The root tissues and shoot tissues contain photorecepors that absorb light. It may be a positive or negative effect depending on the wavelength absorbed. Quantity, quality (wavelength) and direction of light can be detected by photoreceptors as well as several plant pigments, for exmple, photosynthetic pigments. The photorecepors, or phytochromes, of roots and shoots are positively reactive with red light, while blue light reacts positive with shoot photoreceptors and negative with root photoreceptors. Red light falls between 620-750nm, blue light falls between 450-490nm. Two forms of red light absorbing photoreceptors are Pr and Pfr.

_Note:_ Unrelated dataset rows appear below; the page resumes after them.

//! Benchmarks for request classification and notification rendering.
//!
//! Benchmark targets:
//! - Classification of a short request: <50us
//! - Rendering a critical notification across every channel: <100us

// Criterion macros generate items without docs - this is expected for benchmarks
#![allow(missing_docs)]

use criterion::{BenchmarkId, Criterion, Throughput, criterion_group, criterion_main};
use std::hint::black_box;
use std::time::Duration;

use carewatch::delivery::{ChannelCatalog, format, render};
use carewatch::models::{Activity, Channel, Recipient, RequestContext, Urgency};
use carewatch::router::classify_text;

// ============================================================================
// Classification Benchmarks
// ============================================================================

const MEDICATION_TEXT: &str = "Did I take my aspirin this morning?";
const EMERGENCY_TEXT: &str = "There is a fire in the kitchen, please help!";
const COMMUNICATION_TEXT: &str = "Can you call my daughter and tell her I'm fine";
const UNMATCHED_TEXT: &str = "What a lovely afternoon it has been in the garden";

fn bench_classification(c: &mut Criterion) {
    let mut group = c.benchmark_group("classification");
    group.measurement_time(Duration::from_secs(5));
    group.throughput(Throughput::Elements(1));

    let inputs = [
        ("medication", MEDICATION_TEXT),
        ("emergency", EMERGENCY_TEXT),
        ("communication", COMMUNICATION_TEXT),
        ("unmatched", UNMATCHED_TEXT),
    ];

    for (name, text) in inputs {
        group.bench_with_input(BenchmarkId::new("classify_text", name), &text, |b, text| {
            b.iter(|| classify_text(black_box(text)));
        });
    }

    // Long requests exercise every pattern against more text.
    for repeat in [1usize, 8, 32] {
        let text = UNMATCHED_TEXT.repeat(repeat);
        group.bench_with_input(BenchmarkId::new("length", repeat), &text, |b, text| {
            b.iter(|| classify_text(black_box(text)));
        });
    }

    group.finish();
}

// ============================================================================
// Formatting Benchmarks
// ============================================================================

const MESSAGE: &str = "It is time for your aspirin 650. Please take it with a glass of water \
    and let me know once you have, so I don't have to remind you again.";

fn bench_formatting(c: &mut Criterion) {
    let mut group = c.benchmark_group("formatting");
    group.measurement_time(Duration::from_secs(5));

    let catalog = ChannelCatalog::default();
    for channel in Channel::ALL {
        let Some(spec) = catalog.spec(channel) else {
            continue;
        };
        group.bench_with_input(BenchmarkId::new("format", channel), spec, |b, spec| {
            b.iter(|| format(black_box(MESSAGE), spec, Urgency::High));
        });
    }

    let ctx = RequestContext::default()
        .with_activity(Activity::WatchingTv)
        .with_active_device(Channel::Display);
    for urgency in Urgency::ALL {
        group.bench_with_input(BenchmarkId::new("render", urgency), &urgency, |b, urgency| {
            b.iter(|| {
                render(
                    &catalog,
                    black_box(MESSAGE),
                    Recipient::Subject,
                    *urgency,
                    &ctx,
                )
            });
        });
    }

    group.finish();
}

criterion_group!(benches, bench_classification, bench_formatting);
criterion_main!(benches);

'Light spectrum and wavelength measurements (nanometers)'

Roots grow down, showing positive gravitropism. Shoots grow upward, showing negative gravitropism. A build up of specialized cell organelles on the under side of roots inhibit cell elongation. The upperside of the roots elongate, directing the root downwards.

figure4
'Auxin distribution during geotropic response' 

See www.biology-online.org/3/5_plant_hormones.htm, for hormones and the effects of geo- and phototropism.

Root cap cells detect the presence of water and grow towards the higher gradient concentration. Since soil-water does not remain constant, it is difficult to show that water attracts elongating roots. Hydrotropism is mainly a phonomena observed in the laboratory.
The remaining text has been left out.